Task input:
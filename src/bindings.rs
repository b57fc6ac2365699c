//! JS Bindings
//!
//! Functions exported to page markup, and the DOM wiring run at startup.

use std::rc::Rc;

use wasm_bindgen::prelude::*;
use wasm_bindgen::JsCast;

use crate::app::{ClientFormUi, Services};
use crate::components::{
    RequestDetail, AFTER_REQUEST_EVENT, BEFORE_REQUEST_EVENT, RESPONSE_ERROR_EVENT,
};
use crate::config::{UiConfig, CONFIG_ELEMENT_ID};
use crate::context::{self, PageUi};
use crate::error::{UiError, UiResult};
use crate::format;
use crate::models::{Severity, UploadedFile};
use crate::platform::{BrowserClipboard, DomFile};
use crate::store::{BrowserStorage, KeyValueStore, MemoryStore};
use crate::tasks::BrowserScheduler;
use crate::view::{DomView, View};

// ========================
// Startup
// ========================

/// Text of the optional `#ui-config` JSON block
fn config_block(view: &DomView) -> Option<String> {
    view.element_by_id(CONFIG_ELEMENT_ID)
        .and_then(|el| el.text_content())
}

/// Build the page instance over the live document and install it.
/// Also reports whether the config block was already parsed into the document.
pub fn boot() -> UiResult<(Rc<PageUi>, bool)> {
    let view = DomView::current().ok_or(UiError::Unavailable("document"))?;
    let block = config_block(&view);
    let config = UiConfig::from_page_block(block.as_deref());

    let store: Rc<dyn KeyValueStore> = match BrowserStorage::local() {
        Some(storage) => Rc::new(storage),
        None => {
            log::warn!("localStorage unavailable; settings will not persist");
            Rc::new(MemoryStore::new())
        }
    };
    let services = Services {
        store,
        scheduler: Rc::new(BrowserScheduler),
        clipboard: Rc::new(BrowserClipboard),
    };

    let ui = Rc::new(ClientFormUi::new(Rc::new(view), services, config));
    context::install(ui.clone());
    Ok((ui, block.is_some()))
}

/// Run the DOM-ready wiring now, or once the document finishes parsing
pub fn when_dom_ready(ui: Rc<PageUi>, config_seen: bool) {
    if !ui.view().is_loading() {
        on_dom_ready(adopt_late_config(ui, config_seen));
        return;
    }
    let document = ui.view().document().clone();
    let on_ready = Closure::once(move |_: web_sys::Event| {
        on_dom_ready(adopt_late_config(ui, config_seen))
    });
    let _ = document
        .add_event_listener_with_callback("DOMContentLoaded", on_ready.as_ref().unchecked_ref());
    on_ready.forget();
}

/// A config block placed after the script is only visible once parsing ends;
/// rebuild the page instance with it.
fn adopt_late_config(ui: Rc<PageUi>, config_seen: bool) -> Rc<PageUi> {
    if config_seen {
        return ui;
    }
    let Some(block) = config_block(ui.view()) else {
        return ui;
    };
    let config = UiConfig::from_page_block(Some(&block));
    log::set_max_level(config.log_level().to_level_filter());

    let late = Rc::new(ui.with_config(config));
    context::install(late.clone());
    late.restore_theme();
    late
}

fn on_dom_ready(ui: Rc<PageUi>) {
    bind_file_inputs(&ui);
    bind_request_events(&ui);

    let handle = ui.clone();
    dom_hotkeys::bind_global_keydown(move |press| handle.key_pressed(press));

    let forms = ui.register_auto_save();
    log::debug!("auto-save active on {} form(s)", forms);
    log::info!("Video generator web UI loaded");
}

fn bind_file_inputs(ui: &Rc<PageUi>) {
    for input in ui.view().file_inputs() {
        let handle = ui.clone();
        let target = input.clone();
        let on_change = Closure::<dyn FnMut(web_sys::Event)>::new(move |_: web_sys::Event| {
            let file = target.files().and_then(|files| files.get(0)).map(|file| {
                UploadedFile::new(
                    file.name(),
                    file.type_(),
                    file.size() as u64,
                    Rc::new(DomFile::new(file)),
                )
            });
            let element: &web_sys::Element = target.as_ref();
            handle.file_selected(element, file);
        });
        let _ = input.add_event_listener_with_callback("change", on_change.as_ref().unchecked_ref());
        on_change.forget();
    }
}

fn bind_request_events(ui: &Rc<PageUi>) {
    let Some(body) = ui.view().document().body() else {
        return;
    };
    for name in [BEFORE_REQUEST_EVENT, AFTER_REQUEST_EVENT, RESPONSE_ERROR_EVENT] {
        let handle = ui.clone();
        let on_event = Closure::<dyn FnMut(web_sys::Event)>::new(move |ev: web_sys::Event| {
            let detail = ev
                .dyn_ref::<web_sys::CustomEvent>()
                .map(|custom| custom.detail())
                .unwrap_or(JsValue::UNDEFINED);
            let decoded = serde_wasm_bindgen::from_value::<RequestDetail>(detail);
            if let Some(event) = RequestDetail::decode_event(name, decoded) {
                handle.request_event(&event);
            }
        });
        let _ = body.add_event_listener_with_callback(name, on_event.as_ref().unchecked_ref());
        on_event.forget();
    }
}

// ========================
// Markup-Callable Functions
// ========================

#[wasm_bindgen(js_name = copyToClipboard)]
pub fn copy_to_clipboard(text: &str) {
    if let Some(ui) = context::page_ui() {
        ui.copy_to_clipboard(text);
    }
}

#[wasm_bindgen(js_name = showToast)]
pub fn show_toast(message: &str, severity: Option<String>) {
    let severity = severity.as_deref().map(Severity::parse).unwrap_or_default();
    if let Some(ui) = context::page_ui() {
        ui.show_toast(message, severity);
    }
}

#[wasm_bindgen(js_name = validateForm)]
pub fn validate_form(form_id: &str) -> bool {
    context::page_ui().map_or(true, |ui| ui.validate_form(form_id))
}

#[wasm_bindgen(js_name = toggleTheme)]
pub fn toggle_theme() -> Result<(), JsValue> {
    if let Some(ui) = context::page_ui() {
        ui.toggle_theme()?;
    }
    Ok(())
}

#[wasm_bindgen(js_name = autoSaveForm)]
pub fn auto_save_form(form_id: &str) {
    if let Some(ui) = context::page_ui() {
        ui.auto_save_form(form_id);
    }
}

#[wasm_bindgen(js_name = useExample)]
pub fn use_example(prompt: &str) {
    if let Some(ui) = context::page_ui() {
        ui.use_example(prompt);
    }
}

#[wasm_bindgen(js_name = formatFileSize)]
pub fn format_file_size(bytes: f64) -> String {
    format::format_file_size(bytes)
}

#[wasm_bindgen(js_name = formatDuration)]
pub fn format_duration(seconds: f64) -> String {
    format::format_duration(seconds)
}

What to do:
Output exactly the lines of the records from the first through the one bearing "fn config_block(view: &DomView)", both ends included.

Answer for this exercise:
filename src/bindings.rs
repository b57fc6ac2365699c
//! JS Bindings
//!
//! Functions exported to page markup, and the DOM wiring run at startup.

use std::rc::Rc;

use wasm_bindgen::prelude::*;
use wasm_bindgen::JsCast;

use crate::app::{ClientFormUi, Services};
use crate::components::{
    RequestDetail, AFTER_REQUEST_EVENT, BEFORE_REQUEST_EVENT, RESPONSE_ERROR_EVENT,
};
use crate::config::{UiConfig, CONFIG_ELEMENT_ID};
use crate::context::{self, PageUi};
use crate::error::{UiError, UiResult};
use crate::format;
use crate::models::{Severity, UploadedFile};
use crate::platform::{BrowserClipboard, DomFile};
use crate::store::{BrowserStorage, KeyValueStore, MemoryStore};
use crate::tasks::BrowserScheduler;
use crate::view::{DomView, View};

// ========================
// Startup
// ========================

/// Text of the optional `#ui-config` JSON block
fn config_block(view: &DomView) -> Option<String> {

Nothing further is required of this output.